Set your machine type in ⚙ Settings → Machine settings → Kinematics. It tells the tool how your axes map to wire motion, which shapes you can make, and which features are available.
2-axis (X/Y)
A single-plane cutter: both ends of the wire move together, so the wire stays parallel to itself. cncfoam.com mirrors the U/V (right) tower onto X/Y automatically. You can cut any straight-extruded profile — letters, simple wings of constant section, gaskets — but not tapers or twists. Two-part morph is disabled in this mode.
3-axis (X/Y + ROT)
X/Y cutting plus a rotation (A) axis — a turntable or lathe-style rotary. You cut a profile, rotate the foam by a set angle, cut again, and so on. This indexed rotation lets you make multi-sided and rotationally-built parts (columns, finials, multi-face carvings) that a single straight pass cannot.
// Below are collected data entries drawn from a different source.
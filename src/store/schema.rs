//! SQL schema definitions for the correction pipeline.
//!
//! All statements are idempotent (IF NOT EXISTS) so the migration runner can
//! be re-run safely.

/// Essays table: one row per submission.
pub const CREATE_ESSAYS_TABLE: &str = r#"
CREATE TABLE IF NOT EXISTS essays (
    id UUID PRIMARY KEY,
    title TEXT NOT NULL,
    content TEXT NOT NULL,
    word_count INTEGER NOT NULL,
    status VARCHAR(16) NOT NULL,
    source_type VARCHAR(16) NOT NULL,
    task_id UUID NOT NULL,
    created_at TIMESTAMPTZ NOT NULL,
    updated_at TIMESTAMPTZ NOT NULL
)
"#;

/// Index supporting the reconciliation sweep's staleness scans.
pub const CREATE_ESSAYS_STATUS_INDEX: &str = r#"
CREATE INDEX IF NOT EXISTS idx_essays_status_updated
ON essays (status, updated_at)
"#;

/// Corrections table: one row per grading attempt, never deleted.
pub const CREATE_CORRECTIONS_TABLE: &str = r#"
CREATE TABLE IF NOT EXISTS corrections (
    id UUID PRIMARY KEY,
    essay_id UUID NOT NULL REFERENCES essays(id),
    kind VARCHAR(16) NOT NULL,
    status VARCHAR(16) NOT NULL,
    score DOUBLE PRECISION,
    result JSONB,
    error_message TEXT,
    attempt INTEGER NOT NULL,
    created_at TIMESTAMPTZ NOT NULL
)
"#;

/// Structural enforcement of the core consistency contract: at most one
/// completed correction per essay. Superseded rows leave the index.
pub const CREATE_COMPLETED_UNIQUE_INDEX: &str = r#"
CREATE UNIQUE INDEX IF NOT EXISTS uniq_corrections_completed
ON corrections (essay_id)
WHERE status = 'completed'
"#;

/// Index for per-essay correction history lookups.
pub const CREATE_CORRECTIONS_ESSAY_INDEX: &str = r#"
CREATE INDEX IF NOT EXISTS idx_corrections_essay
ON corrections (essay_id, created_at)
"#;

/// Returns all schema statements in creation order.
pub fn all_schema_statements() -> Vec<&'static str> {
    vec![
        CREATE_ESSAYS_TABLE,
        CREATE_ESSAYS_STATUS_INDEX,
        CREATE_CORRECTIONS_TABLE,
        CREATE_COMPLETED_UNIQUE_INDEX,
        CREATE_CORRECTIONS_ESSAY_INDEX,
    ]
}

#[cfg(test)]
mod tests {
    use super::*;

    #[test]
    fn test_schema_statement_order() {
        let statements = all_schema_statements();
        assert_eq!(statements.len(), 5);
        // Corrections reference essays, so essays must come first.
        assert!(statements[0].contains("essays"));
        assert!(statements[2].contains("corrections"));
    }

    #[test]
    fn test_completed_index_is_partial_and_unique() {
        assert!(CREATE_COMPLETED_UNIQUE_INDEX.contains("UNIQUE"));
        assert!(CREATE_COMPLETED_UNIQUE_INDEX.contains("WHERE status = 'completed'"));
    }

    #[test]
    fn test_all_statements_idempotent() {
        for statement in all_schema_statements() {
            assert!(statement.contains("IF NOT EXISTS"), "{}", statement);
        }
    }
}
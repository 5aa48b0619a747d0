//! Persistence layer: PostgreSQL store, schema and migrations.

pub mod database;
pub mod migrations;
pub mod schema;

pub use database::{EssayStore, StatusReport, StoreError};
pub use migrations::{AppliedMigration, MigrationError, MigrationRunner};
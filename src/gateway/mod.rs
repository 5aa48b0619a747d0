//! Provider gateway: uniform interface over AI grading backends.
//!
//! Concrete providers implement `GradingProvider` and are interchangeable;
//! selection happens in `build_provider` from configuration, never at call
//! sites. `ProviderGateway` wraps whichever provider is configured with a
//! wall-clock timeout and exponential-backoff retry of transient errors.
//!
//! The gateway is stateless and safe to call concurrently from any number of
//! workers.

pub mod providers;

use std::sync::Arc;
use std::time::Duration;

use async_trait::async_trait;
use rand::Rng;
use serde_json::Value;
use tracing::{debug, warn};

use crate::config::GatewayConfig;
use crate::error::ProviderError;

pub use providers::{ChatCompletionsProvider, SyntheticProvider};

/// A grading request as the provider sees it.
#[derive(Debug, Clone)]
pub struct CorrectionRequest {
    /// The essay text.
    pub text: String,
    /// The essay title.
    pub title: String,
    /// Target grade level, passed through to the grading prompt.
    pub grade: String,
}

/// Raw response captured from a provider, before normalization.
///
/// The payload keeps the provider-specific schema untouched; the normalizer
/// is the only consumer of its shape.
#[derive(Debug, Clone)]
pub struct RawProviderResponse {
    /// Provider identifier the response came from.
    pub provider: String,
    /// Model version reported by the provider.
    pub model_version: String,
    /// Provider-specific JSON payload.
    pub payload: Value,
    /// Wall-clock duration of the call in milliseconds.
    pub latency_ms: u64,
    /// True when the response was fabricated in degraded mode.
    pub synthetic: bool,
}

/// A grading backend. Implementations must be stateless with respect to
/// individual calls.
#[async_trait]
pub trait GradingProvider: Send + Sync {
    /// Stable provider identifier; selects the alias table downstream.
    fn id(&self) -> &str;

    /// Performs a single grading call, no retry logic.
    async fn correct(
        &self,
        request: &CorrectionRequest,
    ) -> Result<RawProviderResponse, ProviderError>;
}

/// Builds the configured provider.
///
/// Without credentials the gateway degrades to the synthetic provider, which
/// returns clearly-tagged fabricated responses rather than silently
/// pretending to grade.
pub fn build_provider(config: &GatewayConfig) -> Arc<dyn GradingProvider> {
    match &config.api_key {
        Some(api_key) => Arc::new(ChatCompletionsProvider::new(
            &config.provider,
            api_key.clone(),
            &config.base_url,
            &config.model,
        )),
        None => {
            warn!(
                provider = %config.provider,
                "No API key configured, gateway running in degraded synthetic mode"
            );
            Arc::new(SyntheticProvider::new())
        }
    }
}

/// Gateway wrapping a provider with timeout and transient-error retry.
pub struct ProviderGateway {
    provider: Arc<dyn GradingProvider>,
    call_timeout: Duration,
    max_attempts: u32,
    retry_base_delay: Duration,
}

impl ProviderGateway {
    /// Creates a gateway around an explicit provider instance.
    pub fn new(provider: Arc<dyn GradingProvider>, config: &GatewayConfig) -> Self {
        Self {
            provider,
            call_timeout: config.call_timeout,
            max_attempts: config.max_retries.max(1),
            retry_base_delay: config.retry_base_delay,
        }
    }

    /// Creates a gateway with the provider selected by configuration.
    pub fn from_config(config: &GatewayConfig) -> Self {
        Self::new(build_provider(config), config)
    }

    /// Returns the identifier of the underlying provider.
    pub fn provider_id(&self) -> &str {
        self.provider.id()
    }

    /// Performs a grading call with timeout and retry.
    ///
    /// Transient errors (timeout, rate limit, 5xx, connection failure) are
    /// retried with exponential backoff up to the configured attempt
    /// ceiling. Non-transient errors propagate immediately. A call that
    /// exceeds the timeout budget is abandoned and its eventual result
    /// discarded.
    pub async fn correct(
        &self,
        request: &CorrectionRequest,
    ) -> Result<RawProviderResponse, ProviderError> {
        let mut last_error = None;

        for attempt in 0..self.max_attempts {
            if attempt > 0 {
                let delay = backoff_delay(attempt, self.retry_base_delay);
                debug!(
                    provider = self.provider.id(),
                    attempt = attempt + 1,
                    delay_ms = delay.as_millis() as u64,
                    "Retrying provider call after transient failure"
                );
                tokio::time::sleep(delay).await;
            }

            match tokio::time::timeout(self.call_timeout, self.provider.correct(request)).await {
                Ok(Ok(response)) => return Ok(response),
                Ok(Err(err)) if err.is_transient() => {
                    warn!(
                        provider = self.provider.id(),
                        attempt = attempt + 1,
                        max_attempts = self.max_attempts,
                        error = %err,
                        "Transient provider error"
                    );
                    last_error = Some(err);
                }
                Ok(Err(err)) => return Err(err),
                Err(_) => {
                    warn!(
                        provider = self.provider.id(),
                        attempt = attempt + 1,
                        max_attempts = self.max_attempts,
                        timeout_secs = self.call_timeout.as_secs(),
                        "Provider call exceeded its timeout budget"
                    );
                    last_error = Some(ProviderError::Timeout(self.call_timeout));
                }
            }
        }

        Err(last_error.unwrap_or_else(|| {
            ProviderError::RequestFailed("Retries exhausted with no error captured".to_string())
        }))
    }
}

/// Exponential backoff with jitter: base * 2^(attempt-1), plus up to 25%.
fn backoff_delay(attempt: u32, base: Duration) -> Duration {
    let exp = base.saturating_mul(1 << (attempt - 1).min(16));
    let jitter_ms = if exp.as_millis() > 0 {
        rand::rng().random_range(0..=(exp.as_millis() as u64 / 4).max(1))
    } else {
        0
    };
    exp + Duration::from_millis(jitter_ms)
}

#[cfg(test)]
mod tests {
    use super::*;
    use std::sync::atomic::{AtomicU32, Ordering};

    /// Provider that always fails with a configurable error.
    struct FailingProvider {
        calls: AtomicU32,
        transient: bool,
    }

    #[async_trait]
    impl GradingProvider for FailingProvider {
        fn id(&self) -> &str {
            "failing"
        }

        async fn correct(
            &self,
            _request: &CorrectionRequest,
        ) -> Result<RawProviderResponse, ProviderError> {
            self.calls.fetch_add(1, Ordering::SeqCst);
            if self.transient {
                Err(ProviderError::RateLimited("always".to_string()))
            } else {
                Err(ProviderError::Auth("bad key".to_string()))
            }
        }
    }

    /// Provider that never answers within any reasonable budget.
    struct HangingProvider {
        calls: AtomicU32,
    }

    #[async_trait]
    impl GradingProvider for HangingProvider {
        fn id(&self) -> &str {
            "hanging"
        }

        async fn correct(
            &self,
            _request: &CorrectionRequest,
        ) -> Result<RawProviderResponse, ProviderError> {
            self.calls.fetch_add(1, Ordering::SeqCst);
            tokio::time::sleep(Duration::from_secs(3600)).await;
            unreachable!("sleep outlives every test timeout");
        }
    }

    fn test_config(max_retries: u32) -> GatewayConfig {
        GatewayConfig {
            call_timeout: Duration::from_millis(20),
            max_retries,
            retry_base_delay: Duration::from_millis(1),
            ..Default::default()
        }
    }

    fn request() -> CorrectionRequest {
        CorrectionRequest {
            text: "这是一篇作文".to_string(),
            title: "我的一天".to_string(),
            grade: "junior".to_string(),
        }
    }

    #[tokio::test]
    async fn test_transient_errors_retried_to_exhaustion() {
        let provider = Arc::new(FailingProvider {
            calls: AtomicU32::new(0),
            transient: true,
        });
        let gateway = ProviderGateway::new(provider.clone(), &test_config(3));

        let err = gateway.correct(&request()).await.unwrap_err();
        assert!(matches!(err, ProviderError::RateLimited(_)));
        // Exactly the configured ceiling, never fewer, never looping forever.
        assert_eq!(provider.calls.load(Ordering::SeqCst), 3);
    }

    #[tokio::test]
    async fn test_non_transient_error_fails_immediately() {
        let provider = Arc::new(FailingProvider {
            calls: AtomicU32::new(0),
            transient: false,
        });
        let gateway = ProviderGateway::new(provider.clone(), &test_config(5));

        let err = gateway.correct(&request()).await.unwrap_err();
        assert!(matches!(err, ProviderError::Auth(_)));
        assert_eq!(provider.calls.load(Ordering::SeqCst), 1);
    }

    #[tokio::test]
    async fn test_timeout_counts_as_transient() {
        let provider = Arc::new(HangingProvider {
            calls: AtomicU32::new(0),
        });
        let gateway = ProviderGateway::new(provider.clone(), &test_config(2));

        let err = gateway.correct(&request()).await.unwrap_err();
        assert!(matches!(err, ProviderError::Timeout(_)));
        assert_eq!(provider.calls.load(Ordering::SeqCst), 2);
    }

    #[tokio::test]
    async fn test_degraded_mode_returns_tagged_synthetic_response() {
        let config = GatewayConfig {
            api_key: None,
            ..test_config(1)
        };
        let gateway = ProviderGateway::from_config(&config);

        assert_eq!(gateway.provider_id(), "synthetic");
        let response = gateway.correct(&request()).await.expect("synthetic grading");
        assert!(response.synthetic);
    }

    #[test]
    fn test_backoff_delay_grows() {
        let base = Duration::from_millis(100);
        let first = backoff_delay(1, base);
        let third = backoff_delay(3, base);

        assert!(first >= Duration::from_millis(100));
        assert!(third >= Duration::from_millis(400));
    }
}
See Rotation axis & indexed cuts.
4-axis (X/Y + U/V)
The classic foam-cutter layout: two independent towers, each moving its wire end in two directions. Because the ends move independently, the straight wire can sweep a ruled surface between two different profiles — this is what cuts tapered wings, square-to-round ducts and twisted columns in one pass. Enables two-part morph.
5-axis (X/Y + U/V + ROT)
Everything 4-axis can do, plus the rotation axis for indexed multi-side morph cuts — the most capable mode, for genuinely 3D parts built from several rotated ruled-surface passes.
Which should I pick?
- Single-tower / wire-bow style machine → 2-axis.
- Dual-tower machine (most CNC foam cutters) → 4-axis.
- Added a rotary table → 3-axis (single tower) or 5-axis (dual tower).
Set it to match your real hardware so the previews, warnings and generated G-code reflect what your machine will actually do.